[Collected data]
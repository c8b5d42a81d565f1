//! Replay infrastructure: serve recorded responses and re-drive recorded
//! requests deterministically.

use crate::channel::{Channel, InboundMessage, RawMessage, Readiness, OP_BULK_SET, OP_SET};
use crate::client::{payload_items, ItemOutcome, SyncClient};
use crate::config::ClientConfig;
use crate::encoder::ListAttributeEncoder;
use crate::errors::SyncError;
use crate::replay::recorder::{MemoryRecordSink, Recorder};
use crate::replay::recording::{BulkRecordItem, RecordLine, SessionRecording};
use crate::types::{join_field_values, FieldValue, ObjectType, StatusCode};
use std::collections::VecDeque;
use std::sync::{Arc, Mutex, MutexGuard};
use std::time::Duration;

/// Mismatch between a recorded request and the one published during replay.
#[derive(Debug, Clone, PartialEq, Eq)]
pub struct RequestMismatch {
    pub position: usize,
    pub expected: Option<RawMessage>,
    pub actual: Option<RawMessage>,
}

/// Channel that answers each wait with the next recorded outcome. A recorded
/// `G|<status>` without payload replays as a readiness timeout.
pub struct ReplayChannel {
    outcomes: Mutex<VecDeque<RecordLine>>,
    ready: Mutex<Option<RawMessage>>,
    expected_requests: Vec<RawMessage>,
    actual_requests: Mutex<Vec<RawMessage>>,
}

impl ReplayChannel {
    pub fn from_recording(recording: &SessionRecording) -> Result<Self, SyncError> {
        let expected_requests = recording
            .requests()
            .filter_map(|line| expected_publish(line).transpose())
            .collect::<Result<Vec<_>, SyncError>>()?;
        Ok(Self {
            outcomes: Mutex::new(recording.outcomes().cloned().collect()),
            ready: Mutex::new(None),
            expected_requests,
            actual_requests: Mutex::new(Vec::new()),
        })
    }

    pub fn actual_requests(&self) -> Vec<RawMessage> {
        lock(&self.actual_requests).clone()
    }

    pub fn remaining_outcomes(&self) -> usize {
        lock(&self.outcomes).len()
    }

    /// After replay, compare what was published with what the recording
    /// implies should have been published.
    pub fn verify_request_alignment(&self) -> Vec<RequestMismatch> {
        let actual = lock(&self.actual_requests);
        let len = actual.len().max(self.expected_requests.len());
        (0..len)
            .filter_map(|position| {
                let expected = self.expected_requests.get(position);
                let found = actual.get(position);
                if expected == found {
                    None
                } else {
                    Some(RequestMismatch {
                        position,
                        expected: expected.cloned(),
                        actual: found.cloned(),
                    })
                }
            })
            .collect()
    }
}

impl Channel for ReplayChannel {
    fn publish(&self, key: &str, fields: &[FieldValue], op: &str) {
        lock(&self.actual_requests).push(RawMessage::new(op, key, fields.to_vec()));
    }

    fn wait_ready(&self, _timeout: Duration) -> Readiness {
        let next = lock(&self.outcomes).pop_front();
        match next {
            Some(RecordLine::Response { status, fields }) => {
                *lock(&self.ready) = Some(RawMessage::response_raw(status, fields));
                Readiness::Ready
            }
            _ => Readiness::Timeout,
        }
    }

    fn pop_next(&self) -> Option<InboundMessage> {
        lock(&self.ready).take().map(InboundMessage::decode)
    }
}

fn lock<T>(mutex: &Mutex<T>) -> MutexGuard<'_, T> {
    mutex.lock().unwrap_or_else(|poisoned| poisoned.into_inner())
}

// What the client publishes for a recorded request; `None` for an
// all-rejected batch, which is never sent.
fn expected_publish(line: &RecordLine) -> Result<Option<RawMessage>, SyncError> {
    match line {
        RecordLine::Set { key, fields } => Ok(Some(RawMessage::new(OP_SET, key, fields.clone()))),
        RecordLine::BulkSet { object_type, items } => {
            let outcomes = bulk_outcomes(items)?;
            let payload = payload_items(&outcomes);
            if payload.is_empty() {
                return Ok(None);
            }
            let key = format!("{object_type}:{}", payload.len());
            Ok(Some(RawMessage::new(OP_BULK_SET, key, payload)))
        }
        RecordLine::Response { .. } | RecordLine::NoResponse { .. } => Ok(None),
    }
}

fn bulk_outcomes(items: &[BulkRecordItem]) -> Result<Vec<ItemOutcome>, SyncError> {
    items
        .iter()
        .map(|item| {
            Ok(ItemOutcome {
                object_id: item.object_id.clone(),
                encoded_attributes: join_field_values(&item.fields),
                precheck_status: item.status.parse::<StatusCode>()?,
            })
        })
        .collect()
}

// ── Reissue ───────────────────────────────────────────────────────────────────

#[derive(Debug, Clone)]
pub struct ReissueReport {
    pub statuses: Vec<StatusCode>,
    pub regenerated: Vec<String>,
    pub mismatches: Vec<RequestMismatch>,
    pub identical: bool,
}

/// Re-drives every recorded request through a [`SyncClient`] backed by a
/// [`ReplayChannel`] and re-records the session. A faithful recording
/// reproduces itself line for line.
pub fn reissue_recording(recording: &SessionRecording) -> Result<ReissueReport, SyncError> {
    let channel = Arc::new(ReplayChannel::from_recording(recording)?);
    let sink = MemoryRecordSink::default();
    // Sync mode leaves a G line behind every request; without any, the
    // session ran fire-and-forget.
    let config = ClientConfig {
        sync_mode: recording.outcomes().next().is_some(),
        ..ClientConfig::default()
    };
    let client = SyncClient::new(
        &config,
        channel.clone(),
        Arc::new(ListAttributeEncoder),
        Recorder::with_sink(Arc::new(sink.clone())),
    );

    let mut statuses = Vec::new();
    for line in recording.requests() {
        let status = match line {
            RecordLine::Set { key, fields } => client.submit_set(key, fields),
            RecordLine::BulkSet { object_type, items } => {
                let object_type = object_type.parse::<ObjectType>()?;
                client.submit_bulk_set(object_type, &bulk_outcomes(items)?)
            }
            RecordLine::Response { .. } | RecordLine::NoResponse { .. } => continue,
        };
        statuses.push(status);
    }

    let regenerated = sink.lines();
    let identical = regenerated.as_slice() == recording.raw_lines();
    Ok(ReissueReport {
        statuses,
        mismatches: channel.verify_request_alignment(),
        regenerated,
        identical,
    })
}

#[cfg(test)]
mod tests {
    use super::*;

    #[test]
    fn replay_channel_serves_outcomes_in_order() {
        let recording =
            SessionRecording::parse("s|PORT:oid:0x1|a=1\nG|SUCCESS|x=1\ns|PORT:oid:0x2|a=2\nG|FAILURE\n")
                .expect("parse");
        let channel = ReplayChannel::from_recording(&recording).expect("channel");

        assert_eq!(channel.wait_ready(Duration::from_secs(1)), Readiness::Ready);
        assert!(matches!(
            channel.pop_next(),
            Some(InboundMessage::GetResponse { status: StatusCode::Success, .. })
        ));
        assert_eq!(channel.wait_ready(Duration::from_secs(1)), Readiness::Timeout);
        assert_eq!(channel.remaining_outcomes(), 0);
        assert_eq!(channel.wait_ready(Duration::from_secs(1)), Readiness::Timeout);
    }

    #[test]
    fn alignment_reports_divergent_and_missing_requests() {
        let recording = SessionRecording::parse("s|PORT:oid:0x1|a=1\ns|PORT:oid:0x2|a=2\n")
            .expect("parse");
        let channel = ReplayChannel::from_recording(&recording).expect("channel");
        channel.publish("PORT:oid:0x1", &[("a".to_string(), "9".to_string())], OP_SET);

        let mismatches = channel.verify_request_alignment();
        assert_eq!(mismatches.len(), 2);
        assert_eq!(mismatches[0].position, 0);
        assert!(mismatches[1].actual.is_none());
    }

    #[test]
    fn all_rejected_batches_expect_no_publish() {
        let recording =
            SessionRecording::parse("S|FDB_ENTRY||a|x=1|FAILURE\nG|SUCCESS|\n").expect("parse");
        let report = reissue_recording(&recording).expect("reissue");
        assert!(report.mismatches.is_empty());
        assert!(report.identical);
        assert_eq!(report.statuses, vec![StatusCode::Success]);
    }
}
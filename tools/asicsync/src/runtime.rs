use crate::errors::SyncError;
use std::collections::HashMap;
use std::path::{Path, PathBuf};
use std::sync::{Arc, Mutex};

pub trait FileSystem: Send + Sync {
    fn read_to_string(&self, path: &Path) -> Result<String, SyncError>;
}

pub trait Terminal: Send + Sync {
    fn write_line(&self, line: &str) -> Result<(), SyncError>;
}

pub struct ProductionFileSystem;

impl FileSystem for ProductionFileSystem {
    fn read_to_string(&self, path: &Path) -> Result<String, SyncError> {
        std::fs::read_to_string(path)
            .map_err(|e| SyncError::Io(format!("{}: {e}", path.display())))
    }
}

pub struct ProductionTerminal;

impl Terminal for ProductionTerminal {
    fn write_line(&self, line: &str) -> Result<(), SyncError> {
        use std::io::Write;
        let mut out = std::io::stdout();
        writeln!(out, "{line}").map_err(|e| SyncError::Io(e.to_string()))
    }
}

pub struct ProductionRuntime {
    pub file_system: Arc<dyn FileSystem>,
    pub terminal: Arc<dyn Terminal>,
}

impl ProductionRuntime {
    pub fn new() -> Self {
        Self {
            file_system: Arc::new(ProductionFileSystem),
            terminal: Arc::new(ProductionTerminal),
        }
    }
}

impl Default for ProductionRuntime {
    fn default() -> Self {
        Self::new()
    }
}

#[derive(Default, Clone)]
pub struct FakeFileSystem {
    files: Arc<Mutex<HashMap<PathBuf, String>>>,
}

impl FakeFileSystem {
    pub fn with_file(path: impl Into<PathBuf>, contents: impl Into<String>) -> Self {
        let fs = Self::default();
        fs.insert(path, contents);
        fs
    }

    pub fn insert(&self, path: impl Into<PathBuf>, contents: impl Into<String>) {
        self.files
            .lock()
            .expect("files lock")
            .insert(path.into(), contents.into());
    }
}

impl FileSystem for FakeFileSystem {
    fn read_to_string(&self, path: &Path) -> Result<String, SyncError> {
        self.files
            .lock()
            .expect("files lock")
            .get(path)
            .cloned()
            .ok_or_else(|| SyncError::Io(format!("missing file {}", path.display())))
    }
}

#[derive(Default, Clone)]
pub struct FakeTerminal {
    writes: Arc<Mutex<Vec<String>>>,
}

impl FakeTerminal {
    pub fn written_lines(&self) -> Vec<String> {
        self.writes.lock().expect("writes lock").clone()
    }
}

impl Terminal for FakeTerminal {
    fn write_line(&self, line: &str) -> Result<(), SyncError> {
        self.writes
            .lock()
            .expect("writes lock")
            .push(line.to_string());
        Ok(())
    }
}
//! The publish/consume seam between the request builders and the remote agent.
//!
//! A [`Channel`] only knows how to push a request out and hand back whatever
//! arrives next. Inbound tuples are decoded once, here, into [`InboundMessage`]
//! so nothing downstream compares operation strings.

use crate::types::{FieldValue, StatusCode};
use crossbeam::channel::{unbounded, Receiver, RecvTimeoutError, Sender, TryRecvError};
use std::collections::VecDeque;
use std::sync::{Arc, Mutex};
use std::time::Duration;

pub const OP_SET: &str = "set";
pub const OP_BULK_SET: &str = "bulkset";
pub const OP_GET_RESPONSE: &str = "getresponse";

/// `(op, key, fields)` exactly as it travels on the wire.
#[derive(Debug, Clone, PartialEq, Eq)]
pub struct RawMessage {
    pub op: String,
    pub key: String,
    pub fields: Vec<FieldValue>,
}

impl RawMessage {
    pub fn new(op: impl Into<String>, key: impl Into<String>, fields: Vec<FieldValue>) -> Self {
        Self {
            op: op.into(),
            key: key.into(),
            fields,
        }
    }

    pub fn response(status: StatusCode, fields: Vec<FieldValue>) -> Self {
        Self::response_raw(status.as_str(), fields)
    }

    /// Response whose status key is passed through untouched.
    pub fn response_raw(status: impl Into<String>, fields: Vec<FieldValue>) -> Self {
        Self::new(OP_GET_RESPONSE, status, fields)
    }
}

#[derive(Debug, Clone, PartialEq, Eq)]
pub enum InboundMessage {
    /// Answer to the call currently waiting. `raw_status` is the key text as
    /// received, kept for the recording.
    GetResponse {
        status: StatusCode,
        raw_status: String,
        fields: Vec<FieldValue>,
    },
    /// Any other traffic sharing the consumer queue.
    Notification {
        op: String,
        key: String,
        fields: Vec<FieldValue>,
    },
}

impl InboundMessage {
    pub fn decode(raw: RawMessage) -> Self {
        if raw.op != OP_GET_RESPONSE {
            return Self::Notification {
                op: raw.op,
                key: raw.key,
                fields: raw.fields,
            };
        }
        let status = match raw.key.parse::<StatusCode>() {
            Ok(status) => status,
            Err(err) => {
                tracing::warn!(key = %raw.key, error = %err, "undecodable response status");
                StatusCode::Failure
            }
        };
        Self::GetResponse {
            status,
            raw_status: raw.key,
            fields: raw.fields,
        }
    }
}

#[derive(Debug, Clone, Copy, PartialEq, Eq)]
pub enum Readiness {
    Ready,
    Timeout,
    Error,
}

pub trait Channel: Send + Sync {
    /// Unconditional write; delivery failures surface as a wait timeout.
    fn publish(&self, key: &str, fields: &[FieldValue], op: &str);
    /// Blocks until an inbound message is available or `timeout` elapses.
    fn wait_ready(&self, timeout: Duration) -> Readiness;
    fn pop_next(&self) -> Option<InboundMessage>;
}

// ── MemoryChannel ─────────────────────────────────────────────────────────────

/// In-process channel. The paired [`AgentEndpoint`] plays the remote side.
pub struct MemoryChannel {
    outbound: Sender<RawMessage>,
    inbound: Receiver<RawMessage>,
    staged: Mutex<VecDeque<RawMessage>>,
}

pub struct AgentEndpoint {
    requests: Receiver<RawMessage>,
    responses: Sender<RawMessage>,
}

impl MemoryChannel {
    pub fn pair() -> (Self, AgentEndpoint) {
        let (request_tx, request_rx) = unbounded();
        let (response_tx, response_rx) = unbounded();
        (
            Self {
                outbound: request_tx,
                inbound: response_rx,
                staged: Mutex::new(VecDeque::new()),
            },
            AgentEndpoint {
                requests: request_rx,
                responses: response_tx,
            },
        )
    }

    fn staged(&self) -> std::sync::MutexGuard<'_, VecDeque<RawMessage>> {
        self.staged
            .lock()
            .unwrap_or_else(|poisoned| poisoned.into_inner())
    }
}

impl Channel for MemoryChannel {
    fn publish(&self, key: &str, fields: &[FieldValue], op: &str) {
        let message = RawMessage::new(op, key, fields.to_vec());
        if self.outbound.send(message).is_err() {
            tracing::warn!(key, op, "agent endpoint dropped; request not delivered");
        }
    }

    fn wait_ready(&self, timeout: Duration) -> Readiness {
        if !self.staged().is_empty() {
            return Readiness::Ready;
        }
        match self.inbound.recv_timeout(timeout) {
            Ok(message) => {
                self.staged().push_back(message);
                Readiness::Ready
            }
            Err(RecvTimeoutError::Timeout) => Readiness::Timeout,
            Err(RecvTimeoutError::Disconnected) => Readiness::Error,
        }
    }

    fn pop_next(&self) -> Option<InboundMessage> {
        if let Some(message) = self.staged().pop_front() {
            return Some(InboundMessage::decode(message));
        }
        match self.inbound.try_recv() {
            Ok(message) => Some(InboundMessage::decode(message)),
            Err(TryRecvError::Empty) | Err(TryRecvError::Disconnected) => None,
        }
    }
}

impl AgentEndpoint {
    pub fn recv_request(&self, timeout: Duration) -> Option<RawMessage> {
        self.requests.recv_timeout(timeout).ok()
    }

    pub fn drain_requests(&self) -> Vec<RawMessage> {
        self.requests.try_iter().collect()
    }

    pub fn respond(&self, status: StatusCode, fields: Vec<FieldValue>) -> bool {
        self.send(RawMessage::response(status, fields))
    }

    pub fn send(&self, message: RawMessage) -> bool {
        self.responses.send(message).is_ok()
    }
}

// ── FakeChannel ───────────────────────────────────────────────────────────────

#[derive(Debug, Clone, PartialEq, Eq)]
pub enum ScriptedEvent {
    Message(RawMessage),
    Timeout,
    Error,
}

/// Scripted channel: each readiness wait consumes the next scripted event.
/// An exhausted script reports a timeout.
#[derive(Default, Clone)]
pub struct FakeChannel {
    script: Arc<Mutex<VecDeque<ScriptedEvent>>>,
    ready: Arc<Mutex<Option<RawMessage>>>,
    published: Arc<Mutex<Vec<RawMessage>>>,
    waits: Arc<Mutex<Vec<Duration>>>,
}

impl FakeChannel {
    pub fn push_event(&self, event: ScriptedEvent) {
        self.script.lock().expect("script lock").push_back(event);
    }

    pub fn push_message(&self, message: RawMessage) {
        self.push_event(ScriptedEvent::Message(message));
    }

    pub fn push_response(&self, status: StatusCode, fields: Vec<FieldValue>) {
        self.push_message(RawMessage::response(status, fields));
    }

    pub fn published(&self) -> Vec<RawMessage> {
        self.published.lock().expect("published lock").clone()
    }

    pub fn waits(&self) -> Vec<Duration> {
        self.waits.lock().expect("waits lock").clone()
    }

    pub fn remaining_events(&self) -> usize {
        self.script.lock().expect("script lock").len()
    }
}

impl Channel for FakeChannel {
    fn publish(&self, key: &str, fields: &[FieldValue], op: &str) {
        self.published
            .lock()
            .expect("published lock")
            .push(RawMessage::new(op, key, fields.to_vec()));
    }

    fn wait_ready(&self, timeout: Duration) -> Readiness {
        self.waits.lock().expect("waits lock").push(timeout);
        let next = self.script.lock().expect("script lock").pop_front();
        match next {
            Some(ScriptedEvent::Message(message)) => {
                *self.ready.lock().expect("ready lock") = Some(message);
                Readiness::Ready
            }
            Some(ScriptedEvent::Error) => Readiness::Error,
            Some(ScriptedEvent::Timeout) | None => Readiness::Timeout,
        }
    }

    fn pop_next(&self) -> Option<InboundMessage> {
        self.ready
            .lock()
            .expect("ready lock")
            .take()
            .map(InboundMessage::decode)
    }
}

WHAT TO DO: Each line above that contains the word "MutexGuard" should be copied.

YOUR RESPONSE:
use std::sync::{Arc, Mutex, MutexGuard};
fn lock<T>(mutex: &Mutex<T>) -> MutexGuard<'_, T> {
    fn staged(&self) -> std::sync::MutexGuard<'_, VecDeque<RawMessage>> {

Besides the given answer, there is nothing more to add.